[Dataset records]
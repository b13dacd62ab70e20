//! Record the object, its files and their provenance events in the catalog.
//!
//! Event lists are generated once and persisted before any event is sent.
//! Resubmitting after a partial failure sends the same event identifiers,
//! which the catalog accepts without creating duplicates.

use super::StageResult;
use crate::catalog::{Catalog, CatalogChecksum, CatalogFile, CatalogObject, CatalogStorageRecord, STATE_ACTIVE};
use crate::context::IngestContext;
use crate::framework::{ApplyOptions, FileApplier, FileTask};
use crate::models::{IdentifierKind, IngestFile, IngestObject, PremisEvent, ProcessingError};
use crate::store::MetadataStore;
use async_trait::async_trait;
use chrono::Utc;
use preserve_common::{ChecksumAlgorithm, ChecksumSource, Result};
use std::sync::Arc;
use tracing::{debug, info, instrument};

pub const APPLY_OPTIONS: ApplyOptions = ApplyOptions::new(10, 1, 0, true);

pub struct Recorder {
    ctx: IngestContext,
    work_item_id: i64,
}

impl Recorder {
    pub fn new(ctx: IngestContext, work_item_id: i64) -> Self {
        Self { ctx, work_item_id }
    }

    #[instrument(skip(self, object), fields(work_item_id = self.work_item_id, object = %object.identifier()))]
    pub async fn run(&self, object: &mut IngestObject) -> StageResult {
        let identifier = object.identifier();
        let object_error = |e| StageResult::new(0, vec![ProcessingError::from_error(self.work_item_id, &identifier, &e)]);

        if let Err(e) = self.save_object(object).await {
            return object_error(e);
        }
        if let Err(e) = self.record_object_events(object).await {
            return object_error(e);
        }

        let task = RecordFile {
            catalog: self.ctx.catalog.clone(),
            store: self.ctx.store.clone(),
            object_identifier: identifier.clone(),
            object_id: object.id,
            institution_id: object.institution_id,
            storage_option: object.storage_option.clone(),
            work_item_id: self.work_item_id,
        };
        let options = APPLY_OPTIONS.with_batch_size(self.ctx.config.batch_size);
        let mut result: StageResult = FileApplier::new(self.ctx.store.clone(), self.work_item_id)
            .apply(&options, &task)
            .await
            .into();

        if result.is_ok() {
            object.should_delete_from_receiving = true;
            if let Err(e) = self.ctx.store.object_save(self.work_item_id, object).await {
                result
                    .errors
                    .push(ProcessingError::from_error(self.work_item_id, &identifier, &e));
            }
        }
        info!(files = result.count, errors = result.errors.len(), "Recorded in catalog");
        result
    }

    async fn save_object(&self, object: &mut IngestObject) -> Result<()> {
        if object.saved_to_catalog_at.is_some() {
            return Ok(());
        }
        let saved = self.ctx.catalog.object_save(&catalog_object(object)).await?;
        debug!(catalog_id = ?saved.id, "Saved object to catalog");
        object.id = saved.id;
        object.saved_to_catalog_at = Some(Utc::now());
        self.ctx.store.object_save(self.work_item_id, object).await
    }

    async fn record_object_events(&self, object: &mut IngestObject) -> Result<()> {
        if object.premis_events.is_empty() {
            object.premis_events = object.build_ingest_events(object.file_count);
            self.ctx.store.object_save(self.work_item_id, object).await?;
        }

        let mut outcome = Ok(());
        for event in object.premis_events.iter_mut().filter(|e| !e.is_recorded()) {
            match self.ctx.catalog.event_save(event).await {
                Ok(saved) => event.id = saved.id,
                Err(e) => {
                    outcome = Err(e);
                    break;
                },
            }
        }
        self.ctx.store.object_save(self.work_item_id, object).await?;
        outcome
    }
}

fn catalog_object(object: &IngestObject) -> CatalogObject {
    CatalogObject {
        id: object.id,
        identifier: object.identifier(),
        bag_name: object.bag_name.clone(),
        institution_id: object.institution_id,
        title: object.title().to_string(),
        description: object.description().to_string(),
        access: object.access().to_string(),
        alt_identifier: object.alt_identifier().to_string(),
        bag_group_identifier: object.bag_group_identifier().to_string(),
        source_organization: object.source_organization().to_string(),
        bagit_profile_identifier: object.bagit_profile_identifier().to_string(),
        storage_option: object.storage_option.clone(),
        etag: object.etag.clone(),
        state: STATE_ACTIVE.to_string(),
    }
}

/// Provenance events for one file.
///
/// Identifier assignment only happens for files the catalog has not seen.
pub fn file_events(file: &IngestFile) -> Vec<PremisEvent> {
    let now = Utc::now();
    let mut events = Vec::new();
    let primary = file.storage_records.first();

    if !file.is_reingest {
        events.push(PremisEvent::file_identifier_assignment(
            now,
            IdentifierKind::BagPath,
            &file.identifier(),
        ));
        if let Some(primary) = primary {
            events.push(PremisEvent::file_identifier_assignment(
                now,
                IdentifierKind::StorageUrl,
                &primary.url,
            ));
        }
    }

    for checksum in &file.checksums {
        if checksum.source == ChecksumSource::Ingest {
            events.push(PremisEvent::file_digest_calculation(
                checksum.date_time,
                checksum.algorithm.as_str(),
                &checksum.digest,
            ));
        } else if checksum.source.is_manifest() {
            events.push(PremisEvent::file_fixity_check(
                checksum.date_time,
                checksum.algorithm.as_str(),
                &checksum.digest,
            ));
        }
    }

    if let Some(primary) = primary {
        let md5 = file
            .checksum(ChecksumSource::Ingest, ChecksumAlgorithm::Md5)
            .map(|c| c.digest.as_str())
            .unwrap_or_default();
        events.push(PremisEvent::file_ingestion(
            primary.stored_at.unwrap_or(now),
            md5,
            &file.uuid,
        ));
    }
    for replica in file.storage_records.iter().skip(1) {
        events.push(PremisEvent::file_replication(
            replica.stored_at.unwrap_or(now),
            &replica.url,
        ));
    }

    let object_identifier = file.object_identifier.clone();
    let file_identifier = file.identifier();
    events
        .into_iter()
        .map(|e| e.for_file(&object_identifier, &file_identifier))
        .collect()
}

struct RecordFile {
    catalog: Arc<dyn Catalog>,
    store: Arc<dyn MetadataStore>,
    object_identifier: String,
    object_id: Option<i64>,
    institution_id: i64,
    storage_option: String,
    work_item_id: i64,
}

impl RecordFile {
    fn catalog_file(&self, file: &IngestFile) -> CatalogFile {
        CatalogFile {
            id: file.id,
            identifier: file.identifier(),
            intellectual_object_id: file.intellectual_object_id.or(self.object_id),
            institution_id: if file.institution_id == 0 {
                self.institution_id
            } else {
                file.institution_id
            },
            uuid: file.uuid.clone(),
            size: file.size,
            file_format: file.file_format.clone(),
            storage_option: if file.storage_option.is_empty() {
                self.storage_option.clone()
            } else {
                file.storage_option.clone()
            },
            state: STATE_ACTIVE.to_string(),
            file_modified: file.file_modified,
            checksums: file
                .checksums
                .iter()
                .filter(|c| c.source == ChecksumSource::Ingest)
                .map(|c| CatalogChecksum {
                    algorithm: c.algorithm,
                    digest: c.digest.clone(),
                    date_time: c.date_time,
                })
                .collect(),
            storage_records: file
                .storage_records
                .iter()
                .filter(|r| r.stored_at.is_some() && !file.has_registry_url(&r.url))
                .map(|r| CatalogStorageRecord { url: r.url.clone() })
                .collect(),
            premis_events: file
                .premis_events
                .iter()
                .filter(|e| !e.is_recorded())
                .cloned()
                .collect(),
        }
    }

    async fn record(&self, file: &mut IngestFile) -> Result<()> {
        if file.premis_events.is_empty() {
            file.premis_events = file_events(file);
            self.store.file_save(self.work_item_id, file).await?;
        }

        let request = self.catalog_file(file);
        let sent_urls: Vec<String> = request.storage_records.iter().map(|r| r.url.clone()).collect();
        let saved = self.catalog.file_save(&request).await?;

        file.id = saved.id;
        file.intellectual_object_id = saved.intellectual_object_id;
        for event in file.premis_events.iter_mut() {
            if let Some(accepted) = saved
                .premis_events
                .iter()
                .find(|e| e.identifier == event.identifier)
            {
                event.id = accepted.id;
            }
        }
        for url in sent_urls {
            if !file.has_registry_url(&url) {
                file.registry_urls.push(url);
            }
        }
        file.saved_to_catalog_at = Some(Utc::now());
        debug!(identifier = %file.identifier(), catalog_id = ?file.id, "Saved file to catalog");
        Ok(())
    }
}

#[async_trait]
impl FileTask for RecordFile {
    async fn run(&self, file: &mut IngestFile) -> Vec<ProcessingError> {
        if !file.has_preservable_name() || !file.needs_save || file.saved_to_catalog_at.is_some() {
            return Vec::new();
        }
        if file.object_identifier != self.object_identifier {
            return vec![ProcessingError::fatal(
                self.work_item_id,
                file.identifier(),
                format!("File does not belong to {}", self.object_identifier),
            )];
        }
        match self.record(file).await {
            Ok(()) => Vec::new(),
            Err(e) => vec![ProcessingError::from_error(self.work_item_id, file.identifier(), &e)],
        }
    }
}

#[cfg(test)]
#[allow(clippy::unwrap_used, clippy::expect_used)]
mod tests {
    use super::*;
    use crate::models::{EventType, IngestChecksum, StorageRecord};

    fn preserved_file(is_reingest: bool) -> IngestFile {
        let mut file = IngestFile::new("example.edu/bag", "data/a.txt");
        file.is_reingest = is_reingest;
        file.set_checksum(IngestChecksum::new(ChecksumAlgorithm::Md5, "m", ChecksumSource::Ingest));
        file.set_checksum(IngestChecksum::new(ChecksumAlgorithm::Sha256, "s", ChecksumSource::Ingest));
        file.set_checksum(IngestChecksum::new(
            ChecksumAlgorithm::Md5,
            "m",
            ChecksumSource::PayloadManifest,
        ));
        for (bucket, host) in [("va", "s3.amazonaws.com"), ("or", "s3.us-west-2.amazonaws.com")] {
            let mut record = StorageRecord::new("aws", bucket, format!("https://{}/{}/{}", host, bucket, file.uuid));
            record.stored_at = Some(Utc::now());
            file.set_storage_record(record);
        }
        file
    }

    fn types(events: &[PremisEvent]) -> Vec<EventType> {
        events.iter().map(|e| e.event_type).collect()
    }

    #[test]
    fn test_new_file_events() {
        let events = file_events(&preserved_file(false));
        assert_eq!(
            types(&events),
            vec![
                EventType::IdentifierAssignment,
                EventType::IdentifierAssignment,
                EventType::DigestCalculation,
                EventType::DigestCalculation,
                EventType::FixityCheck,
                EventType::Ingestion,
                EventType::Replication,
            ]
        );
        assert!(events
            .iter()
            .all(|e| e.generic_file_identifier.as_deref() == Some("example.edu/bag/data/a.txt")));
    }

    #[test]
    fn test_reingested_file_keeps_identifiers() {
        let events = file_events(&preserved_file(true));
        assert!(!types(&events).contains(&EventType::IdentifierAssignment));
        assert_eq!(events.len(), 5);
    }

    #[test]
    fn test_known_urls_are_not_resent() {
        let mut file = preserved_file(true);
        let known = file.storage_records[0].url.clone();
        file.registry_urls.push(known.clone());
        let task = RecordFile {
            catalog: Arc::new(crate::catalog::MemoryCatalog::new()),
            store: Arc::new(crate::store::MemoryMetadataStore::new()),
            object_identifier: "example.edu/bag".into(),
            object_id: Some(4),
            institution_id: 2,
            storage_option: "Standard".into(),
            work_item_id: 1,
        };
        let request = task.catalog_file(&file);
        assert_eq!(request.storage_records.len(), 1);
        assert_ne!(request.storage_records[0].url, known);
        assert_eq!(request.checksums.len(), 2);
        assert_eq!(request.intellectual_object_id, Some(4));
        assert_eq!(request.institution_id, 2);
    }
}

- [WHAT THE TASK REQUIRES] Return the span of lines in the data above that opens at the line with "async fn save_object(&self, object: &mut" and closes at the line with "object.id = saved.id;", exactly, ends included, nothing else.

- [EXERCISE RESULT]
    async fn save_object(&self, object: &mut IngestObject) -> Result<()> {
        if object.saved_to_catalog_at.is_some() {
            return Ok(());
        }
        let saved = self.ctx.catalog.object_save(&catalog_object(object)).await?;
        debug!(catalog_id = ?saved.id, "Saved object to catalog");
        object.id = saved.id;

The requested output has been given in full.